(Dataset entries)
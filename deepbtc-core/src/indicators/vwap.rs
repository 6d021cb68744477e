//! Session VWAP anchored at 00:00 UTC.
//!
//! Cumulative typical price × volume over cumulative volume, reset at the
//! first bar of every UTC day. Missing while the session has no volume.

use super::Indicator;
use crate::domain::Bar;

#[derive(Debug, Clone, Default)]
pub struct Vwap;

impl Vwap {
    pub fn new() -> Self {
        Self
    }
}

impl Indicator for Vwap {
    fn name(&self) -> &str {
        "vwap"
    }

    fn lookback(&self) -> usize {
        0
    }

    fn compute(&self, bars: &[Bar]) -> Vec<f64> {
        let mut out = Vec::with_capacity(bars.len());
        let mut session = None;
        let (mut pv, mut vol) = (0.0, 0.0);

        for bar in bars {
            let day = bar.timestamp.date();
            if session != Some(day) {
                session = Some(day);
                pv = 0.0;
                vol = 0.0;
            }
            let tp = bar.typical_price();
            if !tp.is_nan() && !bar.volume.is_nan() {
                pv += tp * bar.volume;
                vol += bar.volume;
            }
            out.push(if vol > 0.0 { pv / vol } else { f64::NAN });
        }
        out
    }
}
//! Live trade listener: keeps one websocket session open at a time and
//! reconnects with capped, jittered exponential backoff.
//!
//! The loop never touches the raw store or the feature engine. It returns
//! only on a fatal error (a URL that can never connect) or when the optional
//! session limit is reached.

use crate::config::ListenerConfig;
use deepbtc_core::data::stream::{run_session, SessionEnd};
use deepbtc_core::data::{Backoff, ListenError, TradeSink};
use deepbtc_core::domain::TradeTick;
use rand::Rng;
use std::time::Duration;
use tracing::{info, warn};

/// Sink that writes every normalized trade to the log.
#[derive(Debug, Default)]
pub struct LogSink {
    pub trades: u64,
}

impl TradeSink for LogSink {
    fn on_trade(&mut self, trade: &TradeTick) {
        self.trades += 1;
        info!(
            symbol = %trade.symbol,
            trade_id = trade.trade_id,
            price = trade.price,
            quantity = trade.quantity,
            notional = trade.notional(),
            side = trade.side(),
            time = %trade.trade_time,
            "trade"
        );
    }
}

/// Totals over every session of one listener run.
#[derive(Debug, Clone, Copy, Default, PartialEq, Eq)]
pub struct ListenSummary {
    pub sessions: u64,
    pub failed_connects: u64,
    pub trades: u64,
    pub skipped: u64,
}

/// Reconnect loop over an injectable session function and sleeper.
///
/// The backoff is reset after any session that delivered at least one trade,
/// so a long healthy connection starts the next retry from the initial delay.
pub fn listen_with<S, Z, R>(
    url: &str,
    mut backoff: Backoff,
    sink: &mut dyn TradeSink,
    mut session: S,
    mut sleep: Z,
    rng: &mut R,
    max_sessions: Option<u64>,
) -> Result<ListenSummary, ListenError>
where
    S: FnMut(&str, &mut dyn TradeSink) -> Result<SessionEnd, ListenError>,
    Z: FnMut(Duration),
    R: Rng + ?Sized,
{
    let mut summary = ListenSummary::default();
    let mut attempts = 0u64;

    loop {
        attempts += 1;
        match session(url, &mut *sink) {
            Ok(end) => {
                summary.sessions += 1;
                summary.trades += end.stats.trades;
                summary.skipped += end.stats.skipped;
                if end.stats.trades > 0 {
                    backoff.reset();
                }
                warn!(
                    reason = %end.reason,
                    trades = end.stats.trades,
                    skipped = end.stats.skipped,
                    "trade stream disconnected"
                );
            }
            Err(e) if e.is_fatal() => return Err(e),
            Err(e) => {
                summary.failed_connects += 1;
                warn!(error = %e, "trade stream connect failed");
            }
        }

        if max_sessions.is_some_and(|max| attempts >= max) {
            return Ok(summary);
        }

        let delay = backoff.next_delay(rng);
        info!(delay_ms = delay.as_millis() as u64, "reconnecting");
        sleep(delay);
    }
}

/// Run the listener against the configured stream until a fatal error.
pub fn run_listener(
    config: &ListenerConfig,
    sink: &mut dyn TradeSink,
) -> Result<ListenSummary, ListenError> {
    let backoff = Backoff::new(
        Duration::from_millis(config.initial_backoff_ms),
        Duration::from_millis(config.max_backoff_ms),
    );
    info!(url = %config.url, "live listener starting");
    listen_with(
        &config.url,
        backoff,
        sink,
        run_session,
        std::thread::sleep,
        &mut rand::thread_rng(),
        None,
    )
}
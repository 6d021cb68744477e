//! Technical indicators over hourly bars.
//!
//! Indicators are pure functions: bar history in, numeric series out. Each
//! one is computed once over the whole market table.
//!
//! Multi-series indicators (MACD, Bollinger, ADX, Stochastic) produce all of
//! their lines from one pass through `compute_lines`; `compute` yields the
//! first line only.

pub mod adx;
pub mod atr;
pub mod bollinger;
pub mod cci;
pub mod ema;
pub mod macd;
pub mod mfi;
pub mod obv;
pub mod rsi;
pub mod series;
pub mod sma;
pub mod stochastic;
pub mod vwap;
pub mod williams_r;

pub use adx::Adx;
pub use atr::Atr;
pub use bollinger::Bollinger;
pub use cci::Cci;
pub use ema::Ema;
pub use macd::Macd;
pub use mfi::Mfi;
pub use obv::Obv;
pub use rsi::Rsi;
pub use sma::Sma;
pub use stochastic::Stochastic;
pub use vwap::Vwap;
pub use williams_r::WilliamsR;

use crate::domain::Bar;

/// Trait for indicators.
///
/// Indicators take a full bar series and produce a numeric output series of
/// the same length. The first `lookback()` values are `f64::NAN` (warmup).
///
/// # Look-ahead guard
/// No indicator value at bar t may depend on bar t+1 or later. Every
/// indicator must pass the truncated-vs-full series test.
pub trait Indicator: Send + Sync {
    /// Column name of the first output line (e.g., "sma_20", "macd").
    fn name(&self) -> &str;

    /// Number of leading bars of the first line that are NaN on a gap-free
    /// series.
    fn lookback(&self) -> usize;

    /// Compute the first output line for the entire bar series.
    fn compute(&self, bars: &[Bar]) -> Vec<f64>;

    /// Column name and lookback of every output line, in column order.
    fn lines(&self) -> Vec<(String, usize)> {
        vec![(self.name().to_string(), self.lookback())]
    }

    /// Every output line from one pass, in the order of [`Indicator::lines`].
    fn compute_lines(&self, bars: &[Bar]) -> Vec<Vec<f64>> {
        vec![self.compute(bars)]
    }
}

pub(crate) fn closes(bars: &[Bar]) -> Vec<f64> {
    bars.iter().map(|b| b.close).collect()
}

/// Create synthetic hourly bars from close prices for testing.
///
/// open = prev_close (or close for first bar), high = max(open,close) + 1.0,
/// low = min(open,close) - 1.0, volume = 1000.
#[cfg(test)]
pub fn make_bars(closes: &[f64]) -> Vec<Bar> {
    let base = chrono::NaiveDate::from_ymd_opt(2024, 1, 2)
        .unwrap()
        .and_hms_opt(0, 0, 0)
        .unwrap();
    closes
        .iter()
        .enumerate()
        .map(|(i, &close)| {
            let open = if i == 0 { close } else { closes[i - 1] };
            Bar {
                timestamp: base + chrono::Duration::hours(i as i64),
                open,
                high: open.max(close) + 1.0,
                low: open.min(close) - 1.0,
                close,
                volume: 1000.0,
            }
        })
        .collect()
}

/// Assert two f64 values are approximately equal (within epsilon).
#[cfg(test)]
pub fn assert_approx(actual: f64, expected: f64, epsilon: f64) {
    assert!(
        (actual - expected).abs() < epsilon,
        "assert_approx failed: actual={actual}, expected={expected}, diff={}, epsilon={epsilon}",
        (actual - expected).abs()
    );
}

/// Default epsilon for indicator tests.
#[cfg(test)]
pub const DEFAULT_EPSILON: f64 = 1e-10;
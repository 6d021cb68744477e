//! On-chain columns aligned to the hourly axis, plus their derived ratios.

use super::Columns;
use crate::domain::{TableError, TimeSeriesTable, ONCHAIN_COLUMNS};
use crate::indicators::series::pct_change;

const WEEK: usize = 24 * 7;

pub fn onchain_columns(aligned: &TimeSeriesTable) -> Result<Columns, TableError> {
    let mut columns: Columns = Vec::with_capacity(ONCHAIN_COLUMNS.len() + 5);
    for name in ONCHAIN_COLUMNS {
        columns.push((name.to_string(), aligned.require(name)?.to_vec()));
    }

    let price = aligned.require("market_price_usd")?;
    let supply = aligned.require("total_btc_supply")?;
    let tx_count = aligned.require("tx_count_daily")?;
    let fees = aligned.require("tx_fees_btc")?;

    for (derived, source) in [
        ("hash_rate_change_7d", "hash_rate_th_s"),
        ("difficulty_change_7d", "difficulty"),
        ("tx_count_change_7d", "tx_count_daily"),
    ] {
        columns.push((derived.into(), pct_change(aligned.require(source)?, WEEK)));
    }

    // network value over daily transaction count, in millions
    let nvt = (0..aligned.len())
        .map(|i| price[i] * supply[i] / (tx_count[i] * 1e6))
        .collect();
    columns.push(("nvt_ratio".into(), nvt));

    let revenue = fees.iter().zip(price).map(|(f, p)| f * p).collect();
    columns.push(("miner_revenue_usd".into(), revenue));
    Ok(columns)
}
//! Integration tests for the feature pipeline: raw store in, feature store
//! out, all inside a temporary data directory.

use chrono::{Duration, NaiveDate, NaiveDateTime};
use deepbtc_core::data::RawStore;
use deepbtc_core::domain::{
    bars_to_table, Bar, SourceId, TimeSeriesTable, MACRO_COLUMNS, ONCHAIN_COLUMNS,
    SENTIMENT_COLUMNS,
};
use deepbtc_core::features::{FeatureSet, WarmupPolicy, TARGET_COLUMNS, WARMUP_COLUMN};
use deepbtc_runner::{run_features, validate_data, FeatureStore, PipelineConfig, PipelineError};
use std::fs;
use std::path::Path;
use tempfile::TempDir;

const DAYS: i64 = 30;

fn start() -> NaiveDateTime {
    NaiveDate::from_ymd_opt(2021, 1, 1)
        .unwrap()
        .and_hms_opt(0, 0, 0)
        .unwrap()
}

fn market_table() -> TimeSeriesTable {
    let mut price = 30_000.0;
    let bars: Vec<Bar> = (0..24 * DAYS)
        .map(|i| {
            let seed = (i as u64).wrapping_mul(6364136223846793005).wrapping_add(1442695040888963407);
            price += ((seed >> 33) % 400) as f64 - 199.5;
            let open = price - 15.0;
            let close = price + 10.0;
            Bar {
                timestamp: start() + Duration::hours(i),
                open,
                high: open.max(close) + 35.0,
                low: open.min(close) - 35.0,
                close,
                volume: 120.0 + (i % 13) as f64 * 4.0,
            }
        })
        .collect();
    bars_to_table(&bars)
}

fn daily_table(columns: &[&str], scale: f64) -> TimeSeriesTable {
    let ts: Vec<NaiveDateTime> = (0..DAYS).map(|d| start() + Duration::days(d)).collect();
    let cols = columns
        .iter()
        .enumerate()
        .map(|(k, &name)| {
            let values = (0..DAYS)
                .map(|d| scale * (k + 1) as f64 + d as f64 + (d as f64 * 0.9 + k as f64).sin() * 3.0)
                .collect();
            (name, values)
        })
        .collect();
    TimeSeriesTable::from_columns(ts, cols).unwrap()
}

fn seeded_config(dir: &Path) -> PipelineConfig {
    let mut config = PipelineConfig::default();
    config.set_data_dir(dir);
    config.features.correlation_window_hours = 48;

    let store = RawStore::new(&config.data.raw_dir);
    store.write(SourceId::Market, &market_table()).unwrap();
    store.write(SourceId::OnChain, &daily_table(&ONCHAIN_COLUMNS, 1_000.0)).unwrap();
    store.write(SourceId::Sentiment, &daily_table(&SENTIMENT_COLUMNS, 20.0)).unwrap();
    store.write(SourceId::Macro, &daily_table(&MACRO_COLUMNS, 100.0)).unwrap();
    config
}

#[test]
fn basic_features_end_to_end() {
    let dir = TempDir::new().unwrap();
    let config = seeded_config(dir.path());

    let out = run_features(&config, FeatureSet::Basic).unwrap();
    assert_eq!(out.csv_path, dir.path().join("features/btc_features_basic.csv"));
    assert_eq!(out.warmup_rows, 199);
    assert_eq!(out.meta.rows, 24 * DAYS as usize - 199);

    let table = FeatureStore::new(&config.data.features_dir)
        .read(FeatureSet::Basic)
        .unwrap();
    assert_eq!(table.first_timestamp(), Some(start() + Duration::hours(199)));
    for target in TARGET_COLUMNS {
        assert!(table.column(target).is_some(), "{target}");
    }
    assert!(table.column("SP500").is_none());
    // non-target columns are fully populated after the warmup drop
    for column in table.columns() {
        if !TARGET_COLUMNS.contains(&column.name.as_str()) {
            assert!(column.values.iter().all(|v| !v.is_nan()), "{}", column.name);
        }
    }
}

#[test]
fn complete_features_end_to_end() {
    let dir = TempDir::new().unwrap();
    let mut config = seeded_config(dir.path());
    config.features.warmup = WarmupPolicy::Flag;
    config.data.write_parquet = true;

    let out = run_features(&config, FeatureSet::Complete).unwrap();
    assert_eq!(out.meta.rows, 24 * DAYS as usize);
    assert_eq!(out.meta.columns.last().map(String::as_str), Some(WARMUP_COLUMN));

    let store = FeatureStore::new(&config.data.features_dir);
    let csv = store.read(FeatureSet::Complete).unwrap();
    let parquet = store.read_parquet(FeatureSet::Complete).unwrap();
    assert_eq!(csv, parquet);

    let warmup = csv.column(WARMUP_COLUMN).unwrap();
    assert_eq!(warmup[0], 1.0);
    assert_eq!(warmup[csv.len() - 1], 0.0);
    for name in ["hash_rate_change_7d", "fear_greed_ma_7d", "btc_sp500_correlation"] {
        assert!(csv.column(name).is_some(), "{name}");
    }

    let report = validate_data(&config);
    assert!(!report.has_problems());
    assert_eq!(report.common_start, Some(start()));
    assert_eq!(report.common_end, Some(start() + Duration::hours(24 * DAYS - 1)));
}

#[test]
fn rerun_is_byte_identical() {
    let dir = TempDir::new().unwrap();
    let mut config = seeded_config(dir.path());
    config.data.write_parquet = true;

    let first = run_features(&config, FeatureSet::Complete).unwrap();
    let csv_a = fs::read(&first.csv_path).unwrap();
    let meta_a = fs::read(dir.path().join("features/btc_features_complete.csv.meta.json")).unwrap();

    let second = run_features(&config, FeatureSet::Complete).unwrap();
    let csv_b = fs::read(&second.csv_path).unwrap();
    let meta_b = fs::read(dir.path().join("features/btc_features_complete.csv.meta.json")).unwrap();

    assert_eq!(csv_a, csv_b);
    assert_eq!(meta_a, meta_b);
    assert_eq!(first.meta.content_hash, second.meta.content_hash);
}

#[test]
fn missing_raw_table_names_the_source() {
    let dir = TempDir::new().unwrap();
    let config = seeded_config(dir.path());
    fs::remove_file(RawStore::new(&config.data.raw_dir).path(SourceId::Sentiment)).unwrap();

    // basic does not need sentiment
    assert!(run_features(&config, FeatureSet::Basic).is_ok());

    let err = run_features(&config, FeatureSet::Complete).unwrap_err();
    assert!(matches!(
        err,
        PipelineError::MissingInput {
            set: FeatureSet::Complete,
            source_id: SourceId::Sentiment,
        }
    ));
    assert!(err.to_string().contains("sentiment"));
    assert!(!dir.path().join("features/btc_features_complete.csv").exists());
}

#[test]
fn too_short_history_fails_under_drop() {
    let dir = TempDir::new().unwrap();
    let mut config = PipelineConfig::default();
    config.set_data_dir(dir.path());

    let short = market_table().slice(start(), start() + Duration::hours(99));
    RawStore::new(&config.data.raw_dir)
        .write(SourceId::Market, &short)
        .unwrap();

    let err = run_features(&config, FeatureSet::Basic).unwrap_err();
    assert!(matches!(err, PipelineError::Feature { set: FeatureSet::Basic, .. }));
}
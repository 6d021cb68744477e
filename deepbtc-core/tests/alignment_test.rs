//! End-to-end alignment: hourly market for 2020-01-01..2020-01-10 with macro
//! points on 01-01, 01-05 and 01-09.

use chrono::{Duration, NaiveDate, NaiveDateTime};
use deepbtc_core::data::align::align_forward_fill;
use deepbtc_core::domain::{
    bars_to_table, Bar, SourceId, TimeSeriesTable, MACRO_COLUMNS, ONCHAIN_COLUMNS,
    SENTIMENT_COLUMNS,
};
use deepbtc_core::features::{build_features, FeatureOptions, FeatureSet, WarmupPolicy};
use std::collections::BTreeMap;

fn at(day: u32, hour: u32) -> NaiveDateTime {
    NaiveDate::from_ymd_opt(2020, 1, day)
        .unwrap()
        .and_hms_opt(hour, 0, 0)
        .unwrap()
}

fn hourly_market() -> TimeSeriesTable {
    let bars: Vec<Bar> = (0..24 * 10)
        .map(|h| {
            let close = 7_200.0 + (h as f64 * 0.21).sin() * 60.0 + h as f64;
            Bar {
                timestamp: at(1, 0) + Duration::hours(h),
                open: close - 5.0,
                high: close + 20.0,
                low: close - 25.0,
                close,
                volume: 100.0 + (h % 7) as f64,
            }
        })
        .collect();
    bars_to_table(&bars)
}

fn macro_table() -> TimeSeriesTable {
    let ts = vec![at(1, 0), at(5, 0), at(9, 0)];
    let columns = MACRO_COLUMNS
        .iter()
        .enumerate()
        .map(|(k, &name)| {
            let base = 100.0 * (k + 1) as f64;
            (name, vec![base + 1.0, base + 5.0, base + 9.0])
        })
        .collect();
    TimeSeriesTable::from_columns(ts, columns).unwrap()
}

fn daily_table(columns: &[&str]) -> TimeSeriesTable {
    let ts: Vec<NaiveDateTime> = (1..=10).map(|d| at(d, 0)).collect();
    let cols = columns
        .iter()
        .map(|&name| (name, (1..=10).map(|d| 40.0 + d as f64).collect()))
        .collect();
    TimeSeriesTable::from_columns(ts, cols).unwrap()
}

fn expected_sp500(t: NaiveDateTime) -> f64 {
    if t < at(5, 0) {
        101.0
    } else if t < at(9, 0) {
        105.0
    } else {
        109.0
    }
}

#[test]
fn macro_values_hold_until_next_update() {
    let market = hourly_market();
    let aligned = align_forward_fill(market.timestamps(), &macro_table());
    let sp500 = aligned.column("SP500").unwrap();

    for (i, &t) in market.timestamps().iter().enumerate() {
        assert_eq!(sp500[i], expected_sp500(t), "at {t}");
    }
    let row = |t: NaiveDateTime| market.timestamps().iter().position(|&x| x == t).unwrap();
    assert_eq!(sp500[row(at(4, 23))], 101.0);
    assert_eq!(sp500[row(at(5, 0))], 105.0);
    assert_eq!(sp500[row(at(10, 23))], 109.0);
}

#[test]
fn complete_features_carry_as_of_values_and_truncate() {
    let sources = BTreeMap::from([
        (SourceId::Market, hourly_market()),
        (SourceId::OnChain, daily_table(&ONCHAIN_COLUMNS)),
        (SourceId::Sentiment, daily_table(&SENTIMENT_COLUMNS)),
        (SourceId::Macro, macro_table()),
    ]);
    let opts = FeatureOptions {
        warmup: WarmupPolicy::Flag,
        correlation_window: 24,
        ..FeatureOptions::default()
    };
    let out = build_features(FeatureSet::Complete, &sources, &opts).unwrap();
    let table = &out.table;

    // macro coverage ends on 01-09 23:00
    assert_eq!(table.first_timestamp(), Some(at(1, 0)));
    assert_eq!(table.last_timestamp(), Some(at(9, 23)));

    let sp500 = table.column("SP500").unwrap();
    for (i, &t) in table.timestamps().iter().enumerate() {
        assert_eq!(sp500[i], expected_sp500(t), "at {t}");
    }
}

#[test]
fn publication_lag_delays_daily_values() {
    let sources = BTreeMap::from([
        (SourceId::Market, hourly_market()),
        (SourceId::OnChain, daily_table(&ONCHAIN_COLUMNS)),
        (SourceId::Sentiment, daily_table(&SENTIMENT_COLUMNS)),
        (SourceId::Macro, macro_table()),
    ]);
    let opts = FeatureOptions {
        warmup: WarmupPolicy::Flag,
        correlation_window: 24,
        lag_hours: BTreeMap::from([(SourceId::Macro, 6)]),
    };
    let out = build_features(FeatureSet::Complete, &sources, &opts).unwrap();
    let table = &out.table;

    // the shifted macro table starts at 01-01 06:00
    assert_eq!(table.first_timestamp(), Some(at(1, 6)));
    let sp500 = table.column("SP500").unwrap();
    let row = |t: NaiveDateTime| table.timestamps().iter().position(|&x| x == t).unwrap();
    assert_eq!(sp500[row(at(5, 5))], 101.0);
    assert_eq!(sp500[row(at(5, 6))], 105.0);
}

(WHAT TO PRODUCE): Reproduce only the lines above spanning from the line containing "let revenue = fees.iter().zip(price).map(|(f, p)|" through the line containing "in, feature store", word for word.

(SOLUTION FOR THIS PROBLEM):
    let revenue = fees.iter().zip(price).map(|(f, p)| f * p).collect();
    columns.push(("miner_revenue_usd".into(), revenue));
    Ok(columns)
}
//! Integration tests for the feature pipeline: raw store in, feature store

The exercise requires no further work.